Determining the number of language learners worldwide is difficult, but according to a 2022 report from Duolingo, a popular language learning app, Korean was the most popular language in four countries, ranking 5th in that category. It was the second most popular language in seven countries, ranking 6th in that category. In overall numbers Korean ranked 7th, behind Italian but ahead of Chinese.
The popularity of the Korean language raises some interesting questions that have yet to receive much attention. The first is what learners of Korean do after their initial learning activities. How do they use Korean after they finish a language learning program or a period of self-study? Finding answers to this question will help shed light on whether learners feel their efforts were worth it.
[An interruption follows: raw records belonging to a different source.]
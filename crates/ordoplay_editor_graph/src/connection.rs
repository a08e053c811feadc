// SPDX-License-Identifier: MIT OR Apache-2.0
//! Connection (edge) definitions for the graph.

use crate::node::NodeId;
use crate::port::PortId;
use serde::{Deserialize, Serialize};
use uuid::Uuid;

/// Unique identifier for a connection
#[derive(Debug, Clone, Copy, PartialEq, Eq, Hash, Serialize, Deserialize)]
pub struct ConnectionId(pub Uuid);

impl ConnectionId {
    /// Create a new random connection ID
    pub fn new() -> Self {
        Self(Uuid::new_v4())
    }
}

impl Default for ConnectionId {
    fn default() -> Self {
        Self::new()
    }
}

/// A port on a specific node
#[derive(Debug, Clone, Copy, PartialEq, Eq, Hash, Serialize, Deserialize)]
pub struct PortRef {
    /// Owning node
    pub node: NodeId,
    /// Port on that node
    pub port: PortId,
}

impl PortRef {
    /// Create a port reference
    pub fn new(node: NodeId, port: PortId) -> Self {
        Self { node, port }
    }
}

/// A directed link from an output port to an input port
#[derive(Debug, Clone, PartialEq, Eq, Serialize, Deserialize)]
pub struct Connection {
    /// Unique connection ID
    pub id: ConnectionId,
    /// Source (output) port
    pub from: PortRef,
    /// Target (input) port
    pub to: PortRef,
}

impl Connection {
    /// Create a new connection
    pub fn new(from: PortRef, to: PortRef) -> Self {
        Self {
            id: ConnectionId::new(),
            from,
            to,
        }
    }

    /// Check if this connection involves a specific node
    pub fn involves_node(&self, node_id: NodeId) -> bool {
        self.from.node == node_id || self.to.node == node_id
    }

    /// Check if this connection touches a specific port
    pub fn involves_port(&self, port: PortRef) -> bool {
        self.from == port || self.to == port
    }

    /// Replace whichever end is attached to `old` with `new`
    pub(crate) fn reattach(&mut self, old: PortRef, new: PortRef) {
        if self.from == old {
            self.from = new;
        }
        if self.to == old {
            self.to = new;
        }
    }
}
The first step toward answering this question is to recognize that Korean is not taught as a required foreign language in most countries outside of the Korean Peninsula. This distinguishes it from English, which is taught as a required second or foreign language in many countries around the world. This means that learners of Korean do so because they want to, while learners of English do so because they are required to. This also means that learners of Korean can stop learning whenever they want and that those who continue to an intermediate and then advanced level are highly motivated to do so.
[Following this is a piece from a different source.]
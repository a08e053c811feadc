// SPDX-License-Identifier: MIT OR Apache-2.0
//! Specialized graph types built on the core framework.

pub mod gameplay;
From here, the next question is what is the source of motivation? Motivation in elective language learning comes from a combination of personal interest and perceived benefit. Personal interest includes various factors such as having an interest in something Korean and “liking” Korea and Koreans. Perceived benefits include factors such as career opportunities and living in South Korea. The balance between personal factors and perceived benefits changes over time, but motivation relying exclusively on one is difficult to maintain.
Discussions on the role of hallyu and K-pop in motivating people to learn Korean focus on the question of personal interest, but neglect the question of perceived benefit. For learners who end up living in South Korea, the perceived benefits of learning and using Korean are obvious even if they do not use it in their work. The perceived benefits are limited to situations where they interact with Koreans regularly.
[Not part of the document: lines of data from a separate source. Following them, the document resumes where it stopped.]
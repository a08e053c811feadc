// SPDX-License-Identifier: MIT OR Apache-2.0
//! Port definitions for node inputs/outputs.

use ordoplay_reflect::{ComponentTypeId, EntityId, FieldValue, SlotId, ValueShape};
use serde::{Deserialize, Serialize};
use uuid::Uuid;

/// Unique identifier for a port
#[derive(Debug, Clone, Copy, PartialEq, Eq, Hash, Serialize, Deserialize)]
pub struct PortId(pub Uuid);

impl PortId {
    /// Create a new random port ID
    pub fn new() -> Self {
        Self(Uuid::new_v4())
    }
}

impl Default for PortId {
    fn default() -> Self {
        Self::new()
    }
}

impl From<SlotId> for PortId {
    fn from(slot: SlotId) -> Self {
        Self(slot.0)
    }
}

/// Port direction
#[derive(Debug, Clone, Copy, PartialEq, Eq, Serialize, Deserialize)]
pub enum PortDirection {
    /// Input port
    Input,
    /// Output port
    Output,
}

/// Data type that can flow through ports
#[derive(Debug, Clone, PartialEq, Eq, Serialize, Deserialize)]
pub enum PortType {
    /// Execution flow
    Exec,
    /// Boolean value
    Bool,
    /// Integer value
    Int,
    /// Floating point value
    Float,
    /// 3D vector
    Vector3,
    /// Rotation quaternion
    Quaternion,
    /// Entity reference
    Entity,
    /// Component type id
    ComponentType,
    /// String value
    String,
    /// Any type (for generic nodes)
    Any,
}

impl PortType {
    /// Port type carrying values of a read shape
    pub fn for_shape(shape: ValueShape) -> Self {
        match shape {
            ValueShape::Bool => Self::Bool,
            ValueShape::Float => Self::Float,
            ValueShape::Vector3 => Self::Vector3,
            ValueShape::Quaternion => Self::Quaternion,
        }
    }

    /// Check if this type can connect to another type
    pub fn can_connect_to(&self, other: &PortType) -> bool {
        // Exec only ever connects to exec
        if matches!(self, Self::Exec) != matches!(other, Self::Exec) {
            return false;
        }

        if matches!(self, Self::Any) || matches!(other, Self::Any) {
            return true;
        }

        if self == other {
            return true;
        }

        matches!(
            (self, other),
            (Self::Int, Self::Float) | (Self::Float, Self::Int) | (Self::Float, Self::Vector3)
        )
    }
}

/// A port on a node
#[derive(Debug, Clone, Serialize, Deserialize)]
pub struct Port {
    /// Unique port ID
    pub id: PortId,
    /// Port name
    pub name: String,
    /// Port direction
    pub direction: PortDirection,
    /// Data type
    pub port_type: PortType,
    /// Default value (for inputs)
    pub default_value: Option<PortValue>,
    /// Whether multiple connections are allowed
    pub multi_connect: bool,
    /// Hidden from the node widget
    pub hidden: bool,
}

impl Port {
    /// Create a new input port
    pub fn input(name: impl Into<String>, port_type: PortType) -> Self {
        // Exec inputs may be reached from several places
        let multi_connect = port_type == PortType::Exec;
        Self {
            id: PortId::new(),
            name: name.into(),
            direction: PortDirection::Input,
            port_type,
            default_value: None,
            multi_connect,
            hidden: false,
        }
    }

    /// Create a new output port
    pub fn output(name: impl Into<String>, port_type: PortType) -> Self {
        // Exec outputs fire a single continuation
        let multi_connect = port_type != PortType::Exec;
        Self {
            id: PortId::new(),
            name: name.into(),
            direction: PortDirection::Output,
            port_type,
            default_value: None,
            multi_connect,
            hidden: false,
        }
    }

    /// Use a fixed ID instead of a random one
    pub fn with_id(mut self, id: PortId) -> Self {
        self.id = id;
        self
    }

    /// Set the default value
    pub fn with_default(mut self, value: PortValue) -> Self {
        self.default_value = Some(value);
        self
    }

    /// Hide the port from the node widget
    pub fn hidden(mut self) -> Self {
        self.hidden = true;
        self
    }

    /// Check if a connection to another port is valid
    pub fn can_connect(&self, other: &Port) -> bool {
        if self.direction == other.direction {
            return false;
        }
        self.port_type.can_connect_to(&other.port_type)
    }
}

/// Value that can be stored in a port
#[derive(Debug, Clone, PartialEq, Serialize, Deserialize)]
pub enum PortValue {
    /// Boolean
    Bool(bool),
    /// Integer
    Int(i64),
    /// Float
    Float(f32),
    /// 3D vector
    Vector3([f32; 3]),
    /// Quaternion
    Quaternion([f32; 4]),
    /// Entity
    Entity(EntityId),
    /// Component type id
    ComponentType(ComponentTypeId),
    /// String
    String(String),
}

impl PortValue {
    /// Get the port type for this value
    pub fn port_type(&self) -> PortType {
        match self {
            Self::Bool(_) => PortType::Bool,
            Self::Int(_) => PortType::Int,
            Self::Float(_) => PortType::Float,
            Self::Vector3(_) => PortType::Vector3,
            Self::Quaternion(_) => PortType::Quaternion,
            Self::Entity(_) => PortType::Entity,
            Self::ComponentType(_) => PortType::ComponentType,
            Self::String(_) => PortType::String,
        }
    }
}

impl From<FieldValue> for PortValue {
    fn from(value: FieldValue) -> Self {
        match value {
            FieldValue::Bool(v) => Self::Bool(v),
            FieldValue::Float(v) => Self::Float(v),
            FieldValue::Vector3(v) => Self::Vector3(v),
            FieldValue::Quaternion(v) => Self::Quaternion(v),
        }
    }
}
While use of Korean overseas is most likely limited to interactions with Koreans, the situation in South Korea is different. Increasingly, non-native speakers of Korean living in South Korea use the language with each other. This situation leads to the next interesting question about how non-native speakers of Korean use it as a common language.
Use of Korean among non-native speakers in Korea is common in two main situations. The first is in multilingual enclaves near places with a large population of foreign factory workers. Ansan in Gyeonggi Province is the most famous example, but another large enclave is in Gimhae near Busan. In these areas, a simplified language dominates because of the wide range in Korean proficiency among foreign workers. Koreans who work in these areas also simplify their language. Simplification, of course, occurs frequently in other languages that are used as a common language among non-native speakers.
The second situation is the white-collar workplace. Here, non-native speakers work in teams with Koreans, but often use Korean among themselves in meetings and other workplace interactions. These workers are usually highly proficient in Korean, but have to adapt to the varied linguistic nuances of the workplace. In this situation, they may find speaking Korean with other non-native speakers less stressful because they may feel that they will be judged less.
As more people learn Korean, more learners will aim for advanced proficiency, hoping for some perceived benefit. If they find opportunities to live and work using Korean, then they will feel that learning the language was worth it. If not, they may feel regret, which could over time dampen interest in learning Korean to an advanced level.